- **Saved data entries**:

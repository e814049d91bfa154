//! In-memory remote tree with fault injection.
//!
//! Used by tests. Every session shares one tree; faults are armed per path
//! (listing failures), per transport (connect failures) or globally (kill all live sessions).

use std::collections::{BTreeMap, HashMap};
use std::sync::atomic::{AtomicUsize, Ordering};
use std::sync::{Arc, Mutex, MutexGuard};

use super::{RemoteSession, RemoteTransport};
use crate::RemoteEntry;
use crate::engine::tools::join_remote;
use crate::error::{TransportError, TransportResult};

/// Armed listing failure for one path.
#[derive(Clone, Copy, Debug)]
struct ListFault {
    /// Successful listings to let through before failing.
    pass_first: u32,
    /// Transient failures left. Ignored when `permanent`.
    remaining: u32,
    permanent: bool,
}

#[derive(Default)]
struct Tree {
    /// dir path -> children in insertion (listing) order
    dirs: BTreeMap<String, Vec<RemoteEntry>>,
    list_faults: HashMap<String, ListFault>,
    connect_faults: u32,
    /// sessions born in an older epoch are dead
    epoch: u64,
}

#[derive(Default)]
struct Shared {
    tree: Mutex<Tree>,
    opened: AtomicUsize,
    open_now: AtomicUsize,
    list_calls: AtomicUsize,
}

/// Cloneable handle; clones share the same tree and counters.
#[derive(Clone, Default)]
pub struct MemoryTransport {
    shared: Arc<Shared>,
}

fn parent_and_name(path: &str) -> (String, String) {
    let trimmed = path.trim_end_matches('/');
    match trimmed.rfind('/') {
        Some(0) => ("/".to_string(), trimmed[1..].to_string()),
        Some(i) => (trimmed[..i].to_string(), trimmed[i + 1..].to_string()),
        None => ("/".to_string(), trimmed.to_string()),
    }
}

impl MemoryTransport {
    pub fn new() -> Self {
        Self::default()
    }

    fn tree(&self) -> MutexGuard<'_, Tree> {
        self.shared
            .tree
            .lock()
            .unwrap_or_else(|poisoned| poisoned.into_inner())
    }

    fn ensure_dir(tree: &mut Tree, path: &str) {
        if tree.dirs.contains_key(path) {
            return;
        }
        tree.dirs.insert(path.to_string(), Vec::new());
        if path == "/" {
            return;
        }
        let (parent, name) = parent_and_name(path);
        Self::ensure_dir(tree, &parent);
        if let Some(children) = tree.dirs.get_mut(&parent) {
            children.push(RemoteEntry {
                full_path: join_remote(&parent, &name),
                name,
                size: 0,
                modified_ms: 0,
                is_dir: true,
            });
        }
    }

    /// Create a directory (and any missing parents).
    pub fn add_dir(&self, path: &str) -> &Self {
        let trimmed = path.trim_end_matches('/');
        let dir = if trimmed.is_empty() { "/" } else { trimmed };
        let mut tree = self.tree();
        Self::ensure_dir(&mut tree, dir);
        self
    }

    /// Create a file (and any missing parent directories).
    pub fn add_file(&self, path: &str, size: u64, modified_ms: i64) -> &Self {
        let (parent, name) = parent_and_name(path);
        let mut tree = self.tree();
        Self::ensure_dir(&mut tree, &parent);
        if let Some(children) = tree.dirs.get_mut(&parent) {
            children.push(RemoteEntry::child_of(&parent, &name, size, modified_ms, false));
        }
        self
    }

    /// Add a raw entry to a directory's listing as-is (for malformed-entry tests).
    pub fn add_raw_entry(&self, dir: &str, entry: RemoteEntry) -> &Self {
        let mut tree = self.tree();
        Self::ensure_dir(&mut tree, dir);
        if let Some(children) = tree.dirs.get_mut(dir) {
            children.push(entry);
        }
        self
    }

    /// Listing `path` fails `times` times with a transient error, then succeeds.
    pub fn fail_listing(&self, path: &str, times: u32) -> &Self {
        self.fail_listing_after(path, 0, times)
    }

    /// Let `pass_first` listings of `path` succeed, then fail the next `times` transiently.
    pub fn fail_listing_after(&self, path: &str, pass_first: u32, times: u32) -> &Self {
        self.tree().list_faults.insert(
            path.to_string(),
            ListFault {
                pass_first,
                remaining: times,
                permanent: false,
            },
        );
        self
    }

    /// Listing `path` always fails with a non-transient error.
    pub fn fail_listing_permanently(&self, path: &str) -> &Self {
        self.tree().list_faults.insert(
            path.to_string(),
            ListFault {
                pass_first: 0,
                remaining: 0,
                permanent: true,
            },
        );
        self
    }

    /// The next `times` connects fail.
    pub fn fail_connects(&self, times: u32) -> &Self {
        self.tree().connect_faults = times;
        self
    }

    /// Kill every session opened so far (they stay "open" but fail liveness and calls).
    pub fn kill_sessions(&self) {
        self.tree().epoch += 1;
    }

    /// Total sessions ever opened.
    pub fn sessions_opened(&self) -> usize {
        self.shared.opened.load(Ordering::SeqCst)
    }

    /// Sessions currently open (not yet closed or dropped).
    pub fn sessions_open(&self) -> usize {
        self.shared.open_now.load(Ordering::SeqCst)
    }

    /// Total `list` calls across all sessions.
    pub fn list_calls(&self) -> usize {
        self.shared.list_calls.load(Ordering::SeqCst)
    }
}

impl RemoteTransport for MemoryTransport {
    type Session = MemorySession;

    fn connect(&self) -> TransportResult<MemorySession> {
        let epoch = {
            let mut tree = self.tree();
            if tree.connect_faults > 0 {
                tree.connect_faults -= 1;
                return Err(TransportError::Connect {
                    target: self.target(),
                    reason: "connection refused".to_string(),
                });
            }
            tree.epoch
        };
        let id = self.shared.opened.fetch_add(1, Ordering::SeqCst) + 1;
        self.shared.open_now.fetch_add(1, Ordering::SeqCst);
        Ok(MemorySession {
            transport: self.clone(),
            id,
            epoch,
            closed: false,
        })
    }

    fn target(&self) -> String {
        "memory".to_string()
    }
}

/// Session over a [`MemoryTransport`] tree.
pub struct MemorySession {
    transport: MemoryTransport,
    /// 1-based connect order.
    id: usize,
    epoch: u64,
    closed: bool,
}

impl MemorySession {
    pub fn id(&self) -> usize {
        self.id
    }

    fn is_dead(&self) -> bool {
        self.closed || self.transport.tree().epoch != self.epoch
    }
}

impl RemoteSession for MemorySession {
    fn list(&mut self, path: &str) -> TransportResult<Vec<RemoteEntry>> {
        self.transport
            .shared
            .list_calls
            .fetch_add(1, Ordering::SeqCst);
        if self.is_dead() {
            return Err(TransportError::Closed("connection reset".to_string()));
        }
        let mut tree = self.transport.tree();
        if let Some(fault) = tree.list_faults.get_mut(path) {
            if fault.permanent {
                return Err(TransportError::List {
                    path: path.to_string(),
                    reason: "injected permanent failure".to_string(),
                    transient: false,
                });
            }
            if fault.pass_first > 0 {
                fault.pass_first -= 1;
            } else if fault.remaining > 0 {
                fault.remaining -= 1;
                return Err(TransportError::List {
                    path: path.to_string(),
                    reason: "injected I/O error".to_string(),
                    transient: true,
                });
            }
        }
        tree.dirs
            .get(path)
            .cloned()
            .ok_or_else(|| TransportError::NotFound {
                path: path.to_string(),
            })
    }

    fn is_alive(&mut self) -> bool {
        !self.is_dead()
    }

    fn close(&mut self) {
        if !self.closed {
            self.closed = true;
            self.transport
                .shared
                .open_now
                .fetch_sub(1, Ordering::SeqCst);
        }
    }
}

impl Drop for MemorySession {
    fn drop(&mut self) {
        self.close();
    }
}

#[cfg(test)]
mod tests {
    use super::*;

    #[test]
    fn test_parent_and_name() {
        assert_eq!(
            parent_and_name("/data/a/x.pdf"),
            ("/data/a".to_string(), "x.pdf".to_string())
        );
        assert_eq!(
            parent_and_name("/data"),
            ("/".to_string(), "data".to_string())
        );
    }

    #[test]
    fn test_add_file_creates_parents() {
        let t = MemoryTransport::new();
        t.add_file("/data/a/x.pdf", 1024, 0);
        let mut s = t.connect().unwrap();
        let root = s.list("/data").unwrap();
        assert_eq!(root.len(), 1);
        assert!(root[0].is_dir);
        assert_eq!(root[0].full_path, "/data/a");
        let a = s.list("/data/a").unwrap();
        assert_eq!(a[0].full_path, "/data/a/x.pdf");
        assert_eq!(a[0].size, 1024);
    }

    #[test]
    fn test_killed_session_is_dead() {
        let t = MemoryTransport::new();
        t.add_dir("/data");
        let mut s = t.connect().unwrap();
        assert!(s.is_alive());
        t.kill_sessions();
        assert!(!s.is_alive());
        assert!(s.list("/data").is_err());
        assert_eq!(t.sessions_open(), 1);
        drop(s);
        assert_eq!(t.sessions_open(), 0);
    }

    #[test]
    fn test_fail_listing_after() {
        let t = MemoryTransport::new();
        t.add_dir("/data/c");
        t.fail_listing_after("/data/c", 1, 1);
        let mut s = t.connect().unwrap();
        assert!(s.list("/data/c").is_ok());
        let err = s.list("/data/c").unwrap_err();
        assert!(err.is_transient());
        assert!(s.list("/data/c").is_ok());
    }
}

- **EXERCISE REQUIREMENTS**: Nothing beyond the line containing "for one path." is to be output; the lines above, from the first one onward to that line, are to be transcribed exactly.

- **ANSWER FOR THE TASK**:
repository e814049d91bfa154
//! In-memory remote tree with fault injection.
//!
//! Used by tests. Every session shares one tree; faults are armed per path
//! (listing failures), per transport (connect failures) or globally (kill all live sessions).

use std::collections::{BTreeMap, HashMap};
use std::sync::atomic::{AtomicUsize, Ordering};
use std::sync::{Arc, Mutex, MutexGuard};

use super::{RemoteSession, RemoteTransport};
use crate::RemoteEntry;
use crate::engine::tools::join_remote;
use crate::error::{TransportError, TransportResult};

/// Armed listing failure for one path.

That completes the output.